> [EXERCISE GOAL]: Start with the first line of the data and end with the line that holds "use crate::source::Clock;"; write out each one exactly.

> [GIVEN DATA]:

● ● ●

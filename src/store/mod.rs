//! Bounded, append-only score history persisted into a key-value slot.
//!
//! Every mutation runs refresh → mutate → prune → persist while holding `&mut self`,
//! so two calls can never interleave. A failing slot never reaches the caller: the
//! store keeps working in memory and reports [`PersistStatus::Degraded`].

pub mod codec;
pub mod event;
pub mod queue;
pub mod slot;

use std::sync::Arc;

use serde::{Deserialize, Serialize};

use crate::error::GameError;
use crate::logging::{
    log_audit, log_pruned, log_score_appended, log_store_degraded, log_store_fallback,
    log_store_load, log_store_reset,
};
use crate::source::Clock;
use codec::{Decoded, LegacyFormat};
pub use event::{BankDetail, Origin, Participant, ScoreEvent};
pub use slot::{FileSlot, KvSlot, MemorySlot, SqliteSlot};

const DAY_MS: i64 = 24 * 60 * 60 * 1000;

#[derive(Debug, Clone, Serialize, Deserialize)]
pub struct StoreConfig {
    pub key: String,
    pub retention_days: u32,
    pub banked_cap: usize,
    pub saved_cap: usize,
}

impl Default for StoreConfig {
    fn default() -> Self {
        Self {
            key: "base_pressure_state".to_string(),
            retention_days: 40,
            banked_cap: 400,
            saved_cap: 200,
        }
    }
}

impl StoreConfig {
    pub fn retention_ms(&self) -> i64 {
        self.retention_days as i64 * DAY_MS
    }
}

/// The two insertion-ordered histories.
#[derive(Debug, Clone, Default, PartialEq, Serialize, Deserialize)]
pub struct ScoreLog {
    pub banked: Vec<ScoreEvent>,
    pub saved: Vec<ScoreEvent>,
}

impl ScoreLog {
    pub fn is_empty(&self) -> bool {
        self.banked.is_empty() && self.saved.is_empty()
    }

    /// Drop entries older than the retention window, then keep the newest N/M.
    /// Returns how many entries were dropped from each list.
    pub fn prune(&mut self, now_ms: i64, cfg: &StoreConfig) -> (usize, usize) {
        let cutoff = now_ms.saturating_sub(cfg.retention_ms());
        (
            prune_list(&mut self.banked, cutoff, cfg.banked_cap),
            prune_list(&mut self.saved, cutoff, cfg.saved_cap),
        )
    }

    pub fn pruned(mut self, now_ms: i64, cfg: &StoreConfig) -> Self {
        self.prune(now_ms, cfg);
        self
    }

    /// Highest banked running total recorded for a participant.
    pub fn best_banked(&self, participant_id: &str) -> u64 {
        best_of(&self.banked, participant_id)
    }

    pub fn best_saved(&self, participant_id: &str) -> u64 {
        best_of(&self.saved, participant_id)
    }

    /// Most recently appended BANKED event of a participant.
    pub fn last_banked(&self, participant_id: &str) -> Option<&ScoreEvent> {
        self.banked.iter().rev().find(|e| e.participant_id == participant_id)
    }
}

fn prune_list(events: &mut Vec<ScoreEvent>, cutoff: i64, cap: usize) -> usize {
    let before = events.len();
    events.retain(|e| e.ts >= cutoff);
    if events.len() > cap {
        let excess = events.len() - cap;
        events.drain(..excess);
    }
    before - events.len()
}

fn best_of(events: &[ScoreEvent], participant_id: &str) -> u64 {
    events
        .iter()
        .filter(|e| e.participant_id == participant_id)
        .map(|e| e.score)
        .max()
        .unwrap_or(0)
}

/// Result of writing the record after a mutation.
#[derive(Debug, Clone, Copy, PartialEq, Eq, Serialize, Deserialize)]
#[serde(rename_all = "snake_case")]
pub enum PersistStatus {
    Persisted,
    /// The slot rejected the write; the change lives in memory only.
    Degraded,
}

#[derive(Debug, Clone, PartialEq)]
pub enum LoadOutcome {
    /// Nothing stored under the key.
    Empty,
    Loaded,
    Migrated(LegacyFormat),
    /// Stored record was unusable and has been discarded.
    Corrupt(GameError),
    /// The slot could not be read; starting empty in memory.
    Unavailable(String),
}

impl LoadOutcome {
    pub fn as_str(&self) -> &'static str {
        match self {
            LoadOutcome::Empty => "empty",
            LoadOutcome::Loaded => "loaded",
            LoadOutcome::Migrated(_) => "migrated",
            LoadOutcome::Corrupt(_) => "corrupt",
            LoadOutcome::Unavailable(_) => "unavailable",
        }
    }
}

#[derive(Debug, Clone, PartialEq)]
pub struct LoadReport {
    pub outcome: LoadOutcome,
    pub banked: usize,
    pub saved: usize,
}

impl LoadReport {
    /// The corrupt-state error a host may want to surface, if the load fell back.
    pub fn warning(&self) -> Option<&GameError> {
        match &self.outcome {
            LoadOutcome::Corrupt(err) => Some(err),
            _ => None,
        }
    }
}

pub struct ScoreStore<S: KvSlot> {
    slot: S,
    cfg: StoreConfig,
    clock: Arc<dyn Clock>,
    log: ScoreLog,
    degraded: bool,
    last_digest: Option<String>,
}

impl<S: KvSlot> ScoreStore<S> {
    /// Read the slot and build a store. Never fails: absent, corrupt or unreadable
    /// records all start an empty store, and the report says which.
    pub fn load(slot: S, cfg: StoreConfig, clock: Arc<dyn Clock>) -> (Self, LoadReport) {
        let mut store = Self {
            slot,
            cfg,
            clock,
            log: ScoreLog::default(),
            degraded: false,
            last_digest: None,
        };
        let outcome = store.read_slot();
        store.prune();
        if matches!(outcome, LoadOutcome::Migrated(_)) {
            // rewrite in the current layout so the legacy record is read only once
            store.persist();
        }
        let report = LoadReport {
            outcome,
            banked: store.log.banked.len(),
            saved: store.log.saved.len(),
        };
        log_store_load(&store.cfg.key, report.outcome.as_str(), report.banked, report.saved);
        (store, report)
    }

    fn read_slot(&mut self) -> LoadOutcome {
        match self.slot.get(&self.cfg.key) {
            Ok(None) => LoadOutcome::Empty,
            Ok(Some(bytes)) => match codec::decode(&bytes) {
                Ok(Decoded::Current(log)) => {
                    self.log = log;
                    self.last_digest = Some(codec::digest(&bytes));
                    LoadOutcome::Loaded
                }
                Ok(Decoded::Migrated(log, format)) => {
                    self.log = log;
                    LoadOutcome::Migrated(format)
                }
                Err(err) => {
                    log_store_fallback(&self.cfg.key, &err.to_string());
                    LoadOutcome::Corrupt(err)
                }
            },
            Err(err) => {
                self.degraded = true;
                log_store_degraded(&self.cfg.key, "get", &err.to_string());
                LoadOutcome::Unavailable(err.to_string())
            }
        }
    }

    /// Pick up writes made through another handle on the same slot. Skipped while
    /// degraded, where memory is the only up-to-date copy.
    fn refresh(&mut self) {
        if self.degraded {
            return;
        }
        if let Ok(Some(bytes)) = self.slot.get(&self.cfg.key) {
            let digest = codec::digest(&bytes);
            if self.last_digest.as_deref() == Some(digest.as_str()) {
                return;
            }
            if let Ok(decoded) = codec::decode(&bytes) {
                self.log = decoded.into_log();
                self.last_digest = Some(digest);
            }
        }
    }

    pub fn append_banked(&mut self, mut event: ScoreEvent) -> Result<PersistStatus, GameError> {
        event.origin = Origin::Banked;
        self.append(event)
    }

    pub fn append_saved(&mut self, mut event: ScoreEvent) -> Result<PersistStatus, GameError> {
        event.origin = Origin::Saved;
        event.detail = None;
        self.append(event)
    }

    fn append(&mut self, event: ScoreEvent) -> Result<PersistStatus, GameError> {
        event.validate()?;
        self.refresh();
        log_score_appended(event.origin.as_str(), &event.participant_id, event.score, event.ts);
        match event.origin {
            Origin::Banked => self.log.banked.push(event),
            Origin::Saved => self.log.saved.push(event),
        }
        Ok(self.persist())
    }

    /// Clear both histories. Irreversible.
    pub fn reset(&mut self) -> PersistStatus {
        self.log = ScoreLog::default();
        log_store_reset(&self.cfg.key);
        self.persist()
    }

    pub fn prune(&mut self) {
        let (banked, saved) = self.log.prune(self.clock.now_ms(), &self.cfg);
        if banked + saved > 0 {
            log_pruned(banked, saved);
        }
    }

    /// Prune and write the record.
    pub fn persist(&mut self) -> PersistStatus {
        self.prune();
        let bytes = match codec::encode(&self.log) {
            Ok(bytes) => bytes,
            Err(err) => {
                log_store_degraded(&self.cfg.key, "encode", &err.to_string());
                self.degraded = true;
                return PersistStatus::Degraded;
            }
        };
        match self.slot.set(&self.cfg.key, &bytes) {
            Ok(()) => {
                let digest = codec::digest(&bytes);
                log_audit(&self.cfg.key, &digest, bytes.len());
                self.last_digest = Some(digest);
                self.degraded = false;
                PersistStatus::Persisted
            }
            Err(err) => {
                log_store_degraded(&self.cfg.key, "set", &err.to_string());
                self.degraded = true;
                PersistStatus::Degraded
            }
        }
    }

    /// Current histories with the retention window applied as of now.
    pub fn snapshot(&self) -> ScoreLog {
        self.log.clone().pruned(self.clock.now_ms(), &self.cfg)
    }

    pub fn log(&self) -> &ScoreLog {
        &self.log
    }

    pub fn banked(&self) -> &[ScoreEvent] {
        &self.log.banked
    }

    pub fn saved(&self) -> &[ScoreEvent] {
        &self.log.saved
    }

    pub fn is_degraded(&self) -> bool {
        self.degraded
    }

    pub fn config(&self) -> &StoreConfig {
        &self.cfg
    }

    pub fn slot(&self) -> &S {
        &self.slot
    }

    pub fn into_slot(self) -> S {
        self.slot
    }
}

● ● ●

> [RESULT]:
filename src/store/mod.rs
//! Bounded, append-only score history persisted into a key-value slot.
//!
//! Every mutation runs refresh → mutate → prune → persist while holding `&mut self`,
//! so two calls can never interleave. A failing slot never reaches the caller: the
//! store keeps working in memory and reports [`PersistStatus::Degraded`].

pub mod codec;
pub mod event;
pub mod queue;
pub mod slot;

use std::sync::Arc;

use serde::{Deserialize, Serialize};

use crate::error::GameError;
use crate::logging::{
    log_audit, log_pruned, log_score_appended, log_store_degraded, log_store_fallback,
    log_store_load, log_store_reset,
};
use crate::source::Clock;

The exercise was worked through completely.